- Born: Sarah C. Darby
- Education: Imperial College London (BSc) University of Birmingham (MSc) London School of Hygiene and Tropical Medicine (PhD)
- Scientific career
- Fields: Epidemiology Statistics Cancer
- Institutions: University of Oxford Radcliffe Infirmary St Thomas's Hospital Medical School National Radiological Protection Board Radiation Effects Research Foundation
- Thesis: A Bayesian Approach to Parallel Line Bioassay (1977)
- Doctoral students: Helen Weiss
- Website: www.ndph.ox.ac.uk/team/sarah-darby

= Sarah Darby =

British academic and medical statistician

Sarah C. Darby is professor of medical statistics at the University of Oxford. Her research has focused the beneficial effects of smoking cessation, the risk of lung cancer from residential radon, and treatments for early breast cancer. She is also a principal scientist with the Cancer Research UK in the Clinical Trial Service Unit (CTSU) and Epidemiological Studies Unit at the Nuffield Department of Clinical Medicine, at the Radcliffe Infirmary, Oxford.

==Education==
Darby studied mathematics at Imperial College London (BSc) and mathematical statistics at the University of Birmingham (MSc). She completed her PhD at the London School of Hygiene and Tropical Medicine in 1977, where her research investigated Bayesian approaches to analysing bioassays.

==Career and research==
After her PhD, she worked at St Thomas's Hospital Medical School, the National Radiological Protection Board, and the Radiation Effects Research Foundation in Hiroshima, before moving to the University of Oxford in 1984. Her major funder since then has been Cancer Research UK.

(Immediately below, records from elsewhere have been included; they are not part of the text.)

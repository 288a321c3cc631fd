// src/graph/graph.rs

use std::collections::HashMap;

use tracing::{debug, info, warn};

use crate::errors::{GridironError, Result};
use crate::graph::node::{NodeState, Payload, TaskNode, Work};
use crate::graph::status::{NodeStatus, WorkflowStatus, WorkflowVerdict};
use crate::graph::topo::topological_order;

/// The task DAG: nodes keyed by name plus the dependency edges between them.
///
/// Owns graph mutation (with cycle rejection), readiness queries, ordered
/// execution and aggregate status reporting. Insertion order is kept so that
/// scheduling ties always break the same way for the same build sequence.
pub struct TaskGraph {
    nodes: HashMap<String, TaskNode>,
    /// Node names in insertion order.
    order: Vec<String>,
    /// Edge (A -> B) meaning "B depends on A", keyed by A.
    dependents: HashMap<String, Vec<String>>,
}

impl TaskGraph {
    pub fn new() -> Self {
        Self {
            nodes: HashMap::new(),
            order: Vec::new(),
            dependents: HashMap::new(),
        }
    }

    pub fn len(&self) -> usize {
        self.order.len()
    }

    pub fn is_empty(&self) -> bool {
        self.order.is_empty()
    }

    pub fn contains(&self, name: &str) -> bool {
        self.nodes.contains_key(name)
    }

    /// Node names in insertion order.
    pub fn node_names(&self) -> impl Iterator<Item = &str> {
        self.order.iter().map(String::as_str)
    }

    pub fn node(&self, name: &str) -> Option<&TaskNode> {
        self.nodes.get(name)
    }

    /// Immediate dependencies of a node.
    pub fn dependencies_of(&self, name: &str) -> &[String] {
        self.nodes.get(name).map(TaskNode::deps).unwrap_or(&[])
    }

    /// Immediate dependents of a node.
    pub fn dependents_of(&self, name: &str) -> &[String] {
        self.dependents
            .get(name)
            .map(Vec::as_slice)
            .unwrap_or(&[])
    }

    /// Register a node with its declared dependencies.
    ///
    /// Dependencies must already be registered, which enforces a natural
    /// build order. The node and its edges are inserted tentatively and the
    /// whole insertion is rolled back if the edge set stops being a DAG, so a
    /// failed call leaves the graph exactly as it was.
    pub fn add_node(
        &mut self,
        name: impl Into<String>,
        work: Box<dyn Work>,
        deps: Vec<String>,
    ) -> Result<()> {
        let name = name.into();

        if self.nodes.contains_key(&name) {
            return Err(GridironError::DuplicateNode(name));
        }
        for dep in &deps {
            if !self.nodes.contains_key(dep) {
                return Err(GridironError::UnknownDependency {
                    node: name,
                    dependency: dep.clone(),
                });
            }
        }

        self.nodes
            .insert(name.clone(), TaskNode::new(name.clone(), work, deps.clone()));
        self.order.push(name.clone());
        self.dependents.insert(name.clone(), Vec::new());
        for dep in &deps {
            if let Some(list) = self.dependents.get_mut(dep) {
                list.push(name.clone());
            }
        }

        // Full acyclicity check, not just a self-loop test. Pre-registration
        // of dependencies means this should never trip, but the invariant is
        // re-verified on every mutation.
        if self.execution_order().is_err() {
            self.nodes.remove(&name);
            self.order.pop();
            self.dependents.remove(&name);
            for dep in &deps {
                if let Some(list) = self.dependents.get_mut(dep) {
                    list.retain(|n| n != &name);
                }
            }
            return Err(GridironError::Cycle(format!(
                "adding node '{name}' would create a cycle"
            )));
        }

        debug!(node = %name, deps = ?deps, "registered node");
        Ok(())
    }

    /// One valid execution order over all nodes: a linearization consistent
    /// with every dependency edge, ties broken by ascending insertion order.
    pub fn execution_order(&self) -> Result<Vec<String>> {
        let remaining: HashMap<String, usize> = self
            .order
            .iter()
            .map(|name| {
                let deps = self.nodes.get(name).map_or(0, |n| n.deps().len());
                (name.clone(), deps)
            })
            .collect();

        topological_order(&self.order, remaining, &self.dependents).map_err(|member| {
            GridironError::Cycle(format!(
                "no valid execution order; cycle involves node '{member}'"
            ))
        })
    }

    /// Every `Pending` node whose dependencies are all `Completed`, in
    /// insertion order. A node with a failed dependency is never ready.
    pub fn ready_nodes(&self) -> Vec<&str> {
        self.order
            .iter()
            .filter(|name| {
                let Some(node) = self.nodes.get(*name) else {
                    return false;
                };
                node.state() == NodeState::Pending
                    && node.deps().iter().all(|dep| {
                        self.nodes
                            .get(dep)
                            .is_some_and(|d| d.state() == NodeState::Completed)
                    })
            })
            .map(String::as_str)
            .collect()
    }

    /// Execute a single node, checking that its dependencies have completed.
    pub fn execute_node(&mut self, name: &str, input: &Payload) -> Result<Payload> {
        let deps = match self.nodes.get(name) {
            Some(node) => node.deps().to_vec(),
            None => return Err(GridironError::NodeNotFound(name.to_string())),
        };

        for dep in &deps {
            let satisfied = self
                .nodes
                .get(dep)
                .is_some_and(|d| d.state() == NodeState::Completed);
            if !satisfied {
                return Err(GridironError::DependencyNotSatisfied {
                    node: name.to_string(),
                    dependency: dep.clone(),
                });
            }
        }

        match self.nodes.get_mut(name) {
            Some(node) => node.execute(input),
            None => Err(GridironError::NodeNotFound(name.to_string())),
        }
    }

    /// Drive the whole workflow to completion in topological order.
    ///
    /// Each node's input is the shared working context combined with a
    /// mapping from each dependency name to that dependency's stored result.
    /// Successful outputs are merged into the context key-wise, later values
    /// overwriting earlier ones, so downstream nodes observe upstream results
    /// without explicit passing.
    ///
    /// The first node failure aborts the remaining walk; nodes not yet
    /// started stay `Pending` and results computed so far remain readable
    /// through [`node_status`](Self::node_status) and [`TaskNode::result`].
    pub fn execute_workflow(
        &mut self,
        initial_context: Payload,
    ) -> Result<HashMap<String, Payload>> {
        let order = self.execution_order()?;
        info!(nodes = order.len(), "starting workflow run");

        let mut context = initial_context;
        let mut results: HashMap<String, Payload> = HashMap::new();

        for name in order {
            let mut input = context.clone();
            for dep in self.dependencies_of(&name).to_vec() {
                if let Some(result) = self.nodes.get(&dep).and_then(TaskNode::result) {
                    input.insert(dep, serde_json::Value::Object(result.clone()));
                }
            }

            let output = match self.execute_node(&name, &input) {
                Ok(output) => output,
                Err(err) => {
                    warn!(node = %name, error = %err, "workflow aborted on first failure");
                    return Err(err);
                }
            };

            for (key, value) in output.clone() {
                context.insert(key, value);
            }
            results.insert(name, output);
        }

        info!(completed = results.len(), "workflow run finished");
        Ok(results)
    }

    /// Read-only view of one node's execution record.
    pub fn node_status(&self, name: &str) -> Result<NodeStatus> {
        let node = self
            .nodes
            .get(name)
            .ok_or_else(|| GridironError::NodeNotFound(name.to_string()))?;

        Ok(NodeStatus {
            name: node.name().to_string(),
            state: node.state(),
            error: node.error().map(str::to_string),
            started_at: node.started_at(),
            finished_at: node.finished_at(),
            duration: node.duration(),
        })
    }

    /// Aggregate projection over all nodes; callable at any point during or
    /// after execution, with no side effects.
    pub fn workflow_status(&self) -> WorkflowStatus {
        let mut pending = 0;
        let mut running = 0;
        let mut completed = 0;
        let mut failed = 0;

        for node in self.nodes.values() {
            match node.state() {
                NodeState::Pending => pending += 1,
                NodeState::Running => running += 1,
                NodeState::Completed => completed += 1,
                NodeState::Failed => failed += 1,
            }
        }

        let started_at = self.nodes.values().filter_map(TaskNode::started_at).min();
        let finished_at = self.nodes.values().filter_map(TaskNode::finished_at).max();
        let duration = match (started_at, finished_at) {
            (Some(start), Some(end)) => Some(end - start),
            _ => None,
        };

        let verdict = if failed > 0 {
            WorkflowVerdict::Failed
        } else if completed == self.nodes.len() {
            WorkflowVerdict::Completed
        } else if running > 0 {
            WorkflowVerdict::Running
        } else {
            WorkflowVerdict::Pending
        };

        WorkflowStatus {
            total: self.nodes.len(),
            pending,
            running,
            completed,
            failed,
            started_at,
            finished_at,
            duration,
            verdict,
        }
    }
}

impl Default for TaskGraph {
    fn default() -> Self {
        Self::new()
    }
}

impl std::fmt::Debug for TaskGraph {
    fn fmt(&self, f: &mut std::fmt::Formatter<'_>) -> std::fmt::Result {
        f.debug_struct("TaskGraph")
            .field("order", &self.order)
            .field("nodes", &self.nodes)
            .finish()
    }
}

Darby and her team have demonstrated that there is a linear relationship between the dose of radiation delivered incidentally to the heart during breast cancer radiotherapy and the subsequent risk of ischaemic heart disease, and that the absolute size of the radiation-related risk is bigger for women already at increased risk of heart disease.

She and her team have also estimated the absolute size of the benefit of radiotherapy to breast cancer patients and their work is enabling comparison of the likely absolute benefit of radiotherapy with its likely absolute risk for individual patients. Therefore, it is now becoming possible to assess which patients can receive standard radiotherapy, which should be considered for advanced techniques, and which should avoid radiotherapy altogether.

Other topics that Darby has worked on include estimating the risk of lung cancer from residential radon, the risk of invasive breast cancer after a diagnosis of ductal carcinoma in situ, and the risk of cancer after computerised tomography (CT) scans in young people.

===Awards and honours===
Darby was awarded the Guy Medal in Bronze in 1988 by the Royal Statistical Society. She was elected a Fellow of the Royal Society (FRS) in 2019 and of the Academy of Medical Sciences in the same year.